▶ [TASK TO CARRY OUT]:
Where a line in the material below has the string "goodbye", please report it.

▶ [EXTRACTED INFORMATION]:

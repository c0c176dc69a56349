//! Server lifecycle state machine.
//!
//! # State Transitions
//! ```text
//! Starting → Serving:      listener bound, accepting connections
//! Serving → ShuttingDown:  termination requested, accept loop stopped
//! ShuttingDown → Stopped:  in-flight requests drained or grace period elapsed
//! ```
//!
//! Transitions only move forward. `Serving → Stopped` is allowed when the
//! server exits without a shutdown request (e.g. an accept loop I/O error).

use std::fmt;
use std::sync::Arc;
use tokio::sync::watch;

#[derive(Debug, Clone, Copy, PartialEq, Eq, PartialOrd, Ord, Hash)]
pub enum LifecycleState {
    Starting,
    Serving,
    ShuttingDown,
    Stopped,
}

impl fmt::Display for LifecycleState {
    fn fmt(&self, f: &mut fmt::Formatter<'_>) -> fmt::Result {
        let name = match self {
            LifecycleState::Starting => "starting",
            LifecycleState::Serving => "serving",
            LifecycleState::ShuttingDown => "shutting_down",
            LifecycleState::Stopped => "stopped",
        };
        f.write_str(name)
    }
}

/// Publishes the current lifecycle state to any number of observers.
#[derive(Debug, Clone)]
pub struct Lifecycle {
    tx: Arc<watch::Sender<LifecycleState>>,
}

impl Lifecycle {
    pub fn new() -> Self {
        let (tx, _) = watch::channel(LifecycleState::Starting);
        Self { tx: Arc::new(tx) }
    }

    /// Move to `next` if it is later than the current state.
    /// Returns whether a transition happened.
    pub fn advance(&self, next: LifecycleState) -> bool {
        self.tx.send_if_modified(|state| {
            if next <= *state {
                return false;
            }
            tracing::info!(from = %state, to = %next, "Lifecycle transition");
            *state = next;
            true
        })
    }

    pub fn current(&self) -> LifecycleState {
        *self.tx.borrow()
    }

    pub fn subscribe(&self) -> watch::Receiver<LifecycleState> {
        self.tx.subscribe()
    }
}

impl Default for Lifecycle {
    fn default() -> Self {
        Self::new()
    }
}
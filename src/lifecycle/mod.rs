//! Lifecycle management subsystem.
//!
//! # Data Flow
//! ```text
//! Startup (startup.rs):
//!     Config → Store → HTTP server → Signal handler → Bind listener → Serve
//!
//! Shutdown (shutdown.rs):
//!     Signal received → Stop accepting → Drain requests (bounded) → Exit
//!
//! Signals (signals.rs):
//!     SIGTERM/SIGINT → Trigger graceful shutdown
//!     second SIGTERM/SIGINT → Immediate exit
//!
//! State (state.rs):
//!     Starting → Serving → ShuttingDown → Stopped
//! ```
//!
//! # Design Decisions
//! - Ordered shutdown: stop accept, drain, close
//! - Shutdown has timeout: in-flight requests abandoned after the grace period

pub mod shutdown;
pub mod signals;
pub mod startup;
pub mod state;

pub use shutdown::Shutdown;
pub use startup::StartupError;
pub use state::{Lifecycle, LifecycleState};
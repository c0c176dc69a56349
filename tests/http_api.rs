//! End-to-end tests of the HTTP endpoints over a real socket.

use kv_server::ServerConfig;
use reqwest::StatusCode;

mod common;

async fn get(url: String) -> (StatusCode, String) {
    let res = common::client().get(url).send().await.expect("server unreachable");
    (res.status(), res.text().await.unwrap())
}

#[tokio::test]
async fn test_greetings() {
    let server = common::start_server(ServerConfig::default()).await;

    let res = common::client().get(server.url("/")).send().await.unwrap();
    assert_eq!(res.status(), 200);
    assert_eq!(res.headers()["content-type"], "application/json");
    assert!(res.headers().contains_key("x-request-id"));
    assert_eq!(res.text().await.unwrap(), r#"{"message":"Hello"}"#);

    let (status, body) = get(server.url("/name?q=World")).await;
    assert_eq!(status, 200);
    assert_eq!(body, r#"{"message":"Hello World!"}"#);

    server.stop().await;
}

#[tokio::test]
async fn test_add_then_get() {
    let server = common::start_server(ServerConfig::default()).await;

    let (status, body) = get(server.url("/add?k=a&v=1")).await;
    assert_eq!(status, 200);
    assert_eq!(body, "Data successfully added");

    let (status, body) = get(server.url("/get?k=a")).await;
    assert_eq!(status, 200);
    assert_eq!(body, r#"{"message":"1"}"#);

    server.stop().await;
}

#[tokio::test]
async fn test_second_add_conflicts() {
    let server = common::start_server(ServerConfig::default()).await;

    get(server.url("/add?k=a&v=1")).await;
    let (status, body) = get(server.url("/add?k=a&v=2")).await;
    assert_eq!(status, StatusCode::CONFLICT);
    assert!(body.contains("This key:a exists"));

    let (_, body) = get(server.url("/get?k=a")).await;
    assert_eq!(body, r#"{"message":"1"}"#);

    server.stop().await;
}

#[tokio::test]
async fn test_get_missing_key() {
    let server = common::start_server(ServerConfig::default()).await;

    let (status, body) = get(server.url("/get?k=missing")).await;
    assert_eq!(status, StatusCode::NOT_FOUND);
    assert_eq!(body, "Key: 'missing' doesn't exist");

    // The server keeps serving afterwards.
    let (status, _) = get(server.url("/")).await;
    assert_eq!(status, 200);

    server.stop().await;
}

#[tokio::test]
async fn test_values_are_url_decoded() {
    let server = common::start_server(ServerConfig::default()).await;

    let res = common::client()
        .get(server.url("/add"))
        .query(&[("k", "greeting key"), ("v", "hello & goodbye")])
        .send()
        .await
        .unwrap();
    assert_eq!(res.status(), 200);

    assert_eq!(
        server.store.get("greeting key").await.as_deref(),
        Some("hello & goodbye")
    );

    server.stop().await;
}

▶ [EXERCISE RESULT]:
        .query(&[("k", "greeting key"), ("v", "hello & goodbye")])
        Some("hello & goodbye")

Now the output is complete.